2. Empty Your Current Accounts

If you have any money sitting in current accounts, it is losing you money. Typically, a current account will offer less than 1% interest, 2% if you are lucky. This, when set against an inflationary backdrop of over 5% means keeping savings or superfluous money in a current account is the last thing you should be doing at the moment. Revaluate what can be put into more yield-bearing accounts, savings accounts, and offshore financial accounts. Then, only leave the minimal in a current account.
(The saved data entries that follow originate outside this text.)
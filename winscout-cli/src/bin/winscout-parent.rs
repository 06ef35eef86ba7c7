//! Standalone CLI tool for resolving a process's parent pid.

use clap::Parser;

#[derive(Parser)]
#[command(name = "winscout-parent", about = "Resolve the parent pid of a process")]
struct Args {
    /// Process id to find the parent of
    pid: u32,
}

#[cfg(windows)]
fn main() {
    use winscout_core::process::find_parent_process_id;
    use winscout_core::win32::Win32Desktop;

    let args = Args::parse();

    match find_parent_process_id(&Win32Desktop, args.pid) {
        Ok(Some(parent)) => {
            let json = serde_json::json!({
                "process_id": args.pid,
                "parent_process_id": parent,
            });
            println!("{json}");
        }
        Ok(None) => {
            eprintln!("No running process with pid {}", args.pid);
            std::process::exit(1);
        }
        Err(e) => {
            eprintln!("Failed to query processes: {e}");
            std::process::exit(2);
        }
    }
}

#[cfg(not(windows))]
fn main() {
    let _ = Args::parse();
    eprintln!("winscout-parent requires Windows");
    std::process::exit(2);
}
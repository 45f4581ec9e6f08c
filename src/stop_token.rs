use std::{
    future::Future,
    pin::Pin,
    sync::{
        atomic::{AtomicBool, Ordering},
        Arc, Condvar, Mutex, MutexGuard, PoisonError, TryLockError,
    },
    task::{Context, Poll, Waker},
    thread,
    time::{Duration, Instant},
};

use crate::StoppedError;

/// The requesting side of a one-shot stop signal.
///
/// Dropping the source requests stop, so a thread handed a token never
/// outlives the interest of whoever owns the source.
#[derive(Default)]
pub struct StopSource {
    shared: Arc<Shared>,
}

/// The observing side, handed to the stoppable code.
#[derive(Clone)]
pub struct StopToken {
    shared: Arc<Shared>,
}

// `stop_requested` is read without the lock, so a forcibly stopped thread
// that was only polling its token never leaves `wakers` locked.
#[derive(Default)]
struct Shared {
    stop_requested: AtomicBool,
    wakers: Mutex<Vec<Waker>>,
    cond: Condvar,
}

impl Shared {
    fn lock(&self) -> MutexGuard<'_, Vec<Waker>> {
        self.wakers.lock().unwrap_or_else(PoisonError::into_inner)
    }

    fn stop_requested(&self) -> bool {
        self.stop_requested.load(Ordering::Acquire)
    }

    fn notify(&self, mut guard: MutexGuard<'_, Vec<Waker>>) {
        let wakers = std::mem::take(&mut *guard);
        drop(guard);
        self.cond.notify_all();
        for waker in wakers {
            waker.wake()
        }
    }
}

impl StopSource {
    pub fn new() -> StopSource {
        StopSource::default()
    }

    pub fn new_token(&self) -> StopToken {
        StopToken {
            shared: Arc::clone(&self.shared),
        }
    }

    /// Returns `true` if this call is the one that requested the stop.
    pub fn request_stop(&self) -> bool {
        if self.shared.stop_requested.swap(true, Ordering::AcqRel) {
            return false;
        }
        self.shared.notify(self.shared.lock());
        true
    }

    /// Like [`StopSource::request_stop`], but gives up notifying waiters
    /// once `abandoned` says the lock holder is gone for good.
    pub(crate) fn request_stop_unless(&self, abandoned: impl Fn() -> bool) -> bool {
        if self.shared.stop_requested.swap(true, Ordering::AcqRel) {
            return false;
        }
        loop {
            match self.shared.wakers.try_lock() {
                Ok(wakers) => break self.shared.notify(wakers),
                Err(TryLockError::Poisoned(err)) => break self.shared.notify(err.into_inner()),
                Err(TryLockError::WouldBlock) if abandoned() => break,
                Err(TryLockError::WouldBlock) => thread::yield_now(),
            }
        }
        true
    }

    pub fn stop_requested(&self) -> bool {
        self.shared.stop_requested()
    }
}

impl Drop for StopSource {
    fn drop(&mut self) {
        self.request_stop();
    }
}

impl StopToken {
    pub fn check(&self) -> Result<(), StoppedError> {
        if self.shared.stop_requested() {
            Err(StoppedError)
        } else {
            Ok(())
        }
    }

    pub fn stop_requested(&self) -> bool {
        self.shared.stop_requested()
    }

    /// Sleeps for `dur`, waking up early if stop is requested.
    pub fn sleep(&self, dur: Duration) -> Result<(), StoppedError> {
        let deadline = Instant::now() + dur;
        let mut wakers = self.shared.lock();
        loop {
            if self.shared.stop_requested() {
                return Err(StoppedError);
            }
            let now = Instant::now();
            if now >= deadline {
                return Ok(());
            }
            wakers = self
                .shared
                .cond
                .wait_timeout(wakers, deadline - now)
                .unwrap_or_else(PoisonError::into_inner)
                .0;
        }
    }

    /// Blocks until stop is requested.
    pub fn wait(&self) {
        let wakers = self.shared.lock();
        let _wakers = self
            .shared
            .cond
            .wait_while(wakers, |_| !self.shared.stop_requested())
            .unwrap_or_else(PoisonError::into_inner);
    }
}

impl Future for &'_ StopToken {
    type Output = StoppedError;
    fn poll(self: Pin<&mut Self>, cx: &mut Context<'_>) -> Poll<StoppedError> {
        let mut wakers = self.shared.lock();
        if self.shared.stop_requested() {
            return Poll::Ready(StoppedError);
        }
        if !wakers.iter().any(|w| w.will_wake(cx.waker())) {
            wakers.push(cx.waker().clone());
        }
        Poll::Pending
    }
}
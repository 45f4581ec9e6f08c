use std::{
    sync::{
        atomic::{AtomicU64, Ordering},
        Arc,
    },
    time::Duration,
};

fn main() {
    tracing_subscriber::fmt()
        .with_env_filter(
            tracing_subscriber::EnvFilter::try_from_default_env()
                .unwrap_or_else(|_| tracing_subscriber::EnvFilter::new("threadstop=debug")),
        )
        .init();

    let worker = threadstop::Builder::new()
        .name("worker")
        .spawn(|stop_token| {
            let mut ticks = 0;
            // `sleep` returns early once stop is requested
            while stop_token.sleep(Duration::from_millis(500)).is_ok() {
                ticks += 1;
                println!("tick {}", ticks)
            }
            println!("worker exiting") // this will be printed to the screen
        })
        .expect("failed to spawn worker");

    let counter = Arc::new(AtomicU64::new(0));
    let runaway = {
        let counter = Arc::clone(&counter);
        // ignores its token, only a forced stop ends it
        threadstop::spawn(move |_stop_token| loop {
            counter.fetch_add(1, Ordering::Relaxed);
        })
    };

    std::thread::sleep(Duration::from_secs(2));
    drop(worker); // cancels and joins the worker thread

    #[cfg(unix)]
    {
        if let Err(err) = unsafe { threadstop::force::stop(runaway.thread()) } {
            eprintln!("error: {}", err);
            std::process::exit(1);
        }
        match runaway.join() {
            Err(err) if err.is_stopped() => {
                println!("runaway stopped after {} iterations", counter.load(Ordering::Relaxed))
            }
            res => println!("runaway ended unexpectedly: {:?}", res.map(|_| ())),
        }
    }
    #[cfg(not(unix))]
    {
        // No forced stop here; exiting the process ends the loop.
        std::mem::forget(runaway);
    }
}
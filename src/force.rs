//! Forced termination of threads spawned by this crate.
//!
//! Prefer [`StopToken`](crate::StopToken): a thread that checks its token
//! gets to release what it holds. [`stop`] is for threads that never check,
//! like a runaway loop in user code, and it pays for that with everything
//! listed under its safety section.
//!
//! The mechanism is a dedicated signal (`SIGRTMIN` on Linux, `SIGUSR2`
//! elsewhere) delivered to the target with `pthread_kill`. The handler runs
//! on the target, marks it stopped and ends the OS thread without
//! unwinding. On Linux that is the raw `exit` syscall, which ends only the
//! calling thread; other platforms park the thread in `pause` for good.

use std::{cell::Cell, io, mem, ptr, sync::OnceLock};

use libc::c_int;

use crate::{
    jthread::{Inner, ThreadState},
    StopError, Thread,
};

pub(crate) struct Pthread(pub(crate) libc::pthread_t);

// SAFETY: a pthread_t is an id, usable from any thread.
unsafe impl Send for Pthread {}

thread_local! {
    static CURRENT: Cell<*const Inner> = const { Cell::new(ptr::null()) };
}

/// Forcibly terminates `thread`.
///
/// Returns once the request is delivered; the thread dies asynchronously.
/// Watch [`Thread::is_alive`] or join the thread to see it gone. Stopping
/// a thread that already finished or was already stopped does nothing.
///
/// # Safety
///
/// The target is halted wherever it happens to be. No destructors run, its
/// stack and thread locals are leaked, and every lock it holds stays locked
/// forever. That includes locks the caller cannot see, such as the
/// allocator's or stdout's. The caller must make sure nothing will ever
/// wait on state the target may have been holding.
pub unsafe fn stop(thread: &Thread) -> Result<(), StopError> {
    let inner = &thread.inner;
    if inner.transition(ThreadState::Starting, ThreadState::Stopped) {
        return Ok(());
    }

    // Held while signalling so the joiner cannot reclaim the OS thread
    // under us.
    let native = inner.lock_native();
    if inner.state() != ThreadState::Running {
        return Ok(());
    }
    let Some(pthread) = native.as_ref() else {
        return Ok(());
    };
    install_handler().map_err(StopError::Install)?;
    match unsafe { libc::pthread_kill(pthread.0, stop_signal()) } {
        0 | libc::ESRCH => Ok(()),
        code => Err(StopError::Signal {
            thread: thread.describe(),
            source: io::Error::from_raw_os_error(code),
        }),
    }
}

pub(crate) fn enter(inner: &Inner) {
    CURRENT.with(|current| current.set(inner));
}

pub(crate) fn leave() {
    CURRENT.with(|current| current.set(ptr::null()));
}

pub(crate) fn exit_current_thread() -> ! {
    #[cfg(target_os = "linux")]
    unsafe {
        libc::syscall(libc::SYS_exit, 0);
    }
    loop {
        unsafe {
            libc::pause();
        }
    }
}

fn stop_signal() -> c_int {
    #[cfg(target_os = "linux")]
    {
        libc::SIGRTMIN()
    }
    #[cfg(not(target_os = "linux"))]
    {
        libc::SIGUSR2
    }
}

fn install_handler() -> io::Result<()> {
    static INSTALLED: OnceLock<Result<(), i32>> = OnceLock::new();
    let res = *INSTALLED.get_or_init(|| unsafe {
        let mut action: libc::sigaction = mem::zeroed();
        action.sa_sigaction = handle_stop_signal as extern "C" fn(c_int) as libc::sighandler_t;
        action.sa_flags = libc::SA_RESTART;
        libc::sigemptyset(&mut action.sa_mask);
        if libc::sigaction(stop_signal(), &action, ptr::null_mut()) == 0 {
            Ok(())
        } else {
            Err(io::Error::last_os_error().raw_os_error().unwrap_or(libc::EINVAL))
        }
    });
    res.map_err(io::Error::from_raw_os_error)
}

// Async-signal context: only the const thread local, one atomic and the
// exit path are touched here.
extern "C" fn handle_stop_signal(_signal: c_int) {
    let inner = CURRENT.try_with(Cell::get).unwrap_or(ptr::null());
    if inner.is_null() {
        return;
    }
    // SAFETY: `leave` clears the pointer before the thread drops its `Arc`.
    let inner = unsafe { &*inner };
    if inner.transition(ThreadState::Running, ThreadState::Stopped) {
        exit_current_thread()
    }
}

#[cfg(test)]
mod tests {
    use std::{
        sync::{
            atomic::{AtomicBool, Ordering},
            mpsc, Arc,
        },
        thread,
        time::{Duration, Instant},
    };

    use super::*;
    use crate::{jthread::Builder, spawn, JoinError};

    fn wait_until(timeout: Duration, mut cond: impl FnMut() -> bool) -> bool {
        let deadline = Instant::now() + timeout;
        while Instant::now() < deadline {
            if cond() {
                return true;
            }
            thread::sleep(Duration::from_millis(1));
        }
        cond()
    }

    #[test]
    fn stop_before_start_skips_closure() {
        let ran = Arc::new(AtomicBool::new(false));
        let (release, gate) = mpsc::channel();
        let handle = {
            let ran = Arc::clone(&ran);
            Builder::new()
                .start_gate(gate)
                .spawn(move |_stop_token| ran.store(true, Ordering::SeqCst))
                .unwrap()
        };
        let thread = handle.thread().clone();
        assert_eq!(thread.state(), ThreadState::Starting);

        unsafe { stop(&thread).unwrap() };
        assert_eq!(thread.state(), ThreadState::Stopped);
        release.send(()).unwrap();

        assert!(matches!(handle.join(), Err(JoinError::Stopped)));
        assert!(!ran.load(Ordering::SeqCst));
        assert!(!thread.is_alive());
    }

    #[test]
    fn handler_ignores_foreign_threads() {
        install_handler().unwrap();
        let flag = Arc::new(AtomicBool::new(false));
        let native = {
            let flag = Arc::clone(&flag);
            thread::spawn(move || {
                while !flag.load(Ordering::SeqCst) {
                    thread::sleep(Duration::from_millis(1));
                }
                7
            })
        };
        {
            use std::os::unix::thread::JoinHandleExt;
            let rc = unsafe { libc::pthread_kill(native.as_pthread_t(), stop_signal()) };
            assert_eq!(rc, 0);
        }
        flag.store(true, Ordering::SeqCst);
        assert_eq!(native.join().unwrap(), 7);
    }

    #[test]
    fn stopped_running_thread_reports_stopped() {
        let handle = spawn(|_stop_token| loop {
            std::hint::spin_loop();
        });
        let thread = handle.thread().clone();
        assert!(wait_until(Duration::from_secs(10), || {
            thread.state() == ThreadState::Running
        }));
        unsafe { stop(&thread).unwrap() };
        assert!(wait_until(Duration::from_secs(10), || !thread.is_alive()));
        assert_eq!(thread.state(), ThreadState::Stopped);
        assert!(handle.join().unwrap_err().is_stopped());
    }
}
3. All That Glitters is Not Gold, But…

All that glitters may not be gold, but gold certainly does glitter, especially in a time of rising inflation. Gold or investment in Gold-related assets should always be considered an essential part of any investor’s portfolio. Gold is the original safe-haven asset and despite a multitude of crashes within multiple markets over hundreds of years, Gold has proven to be a safe investment. It is traditionally the best hedge against the USD. As we discussed in point number 1, currencies like the USD are impacted heavily by rising inflation.

4. Don’t Forget Silver

The ‘other’ precious metal – Silver – can glitter just as much as gold as an offset against inflation. Silver is normally more volatile than gold, going up and down in price with wider margins than gold. Some see Silver as a bad investment due to its volatility. However, demand for Silver on a global scale is increasing, not least because it is a vital component in building electric vehicles (EVs).

5. Bricks and Mortar

When it comes to offsetting against inflation, it would be wrong not to talk about investing in real estate. Over the years, and despite different house price crashes, investing in real estate has proven to be a reliable hedge against inflation. Timing is obviously important and when there are signs that the housing market is cooling, you would be right to be hesitant about investing in real estate. However, if you are in it for the medium to long term, investing in real estate is a reliable way to offset rising inflation. You can read more about investing in the real estate industry.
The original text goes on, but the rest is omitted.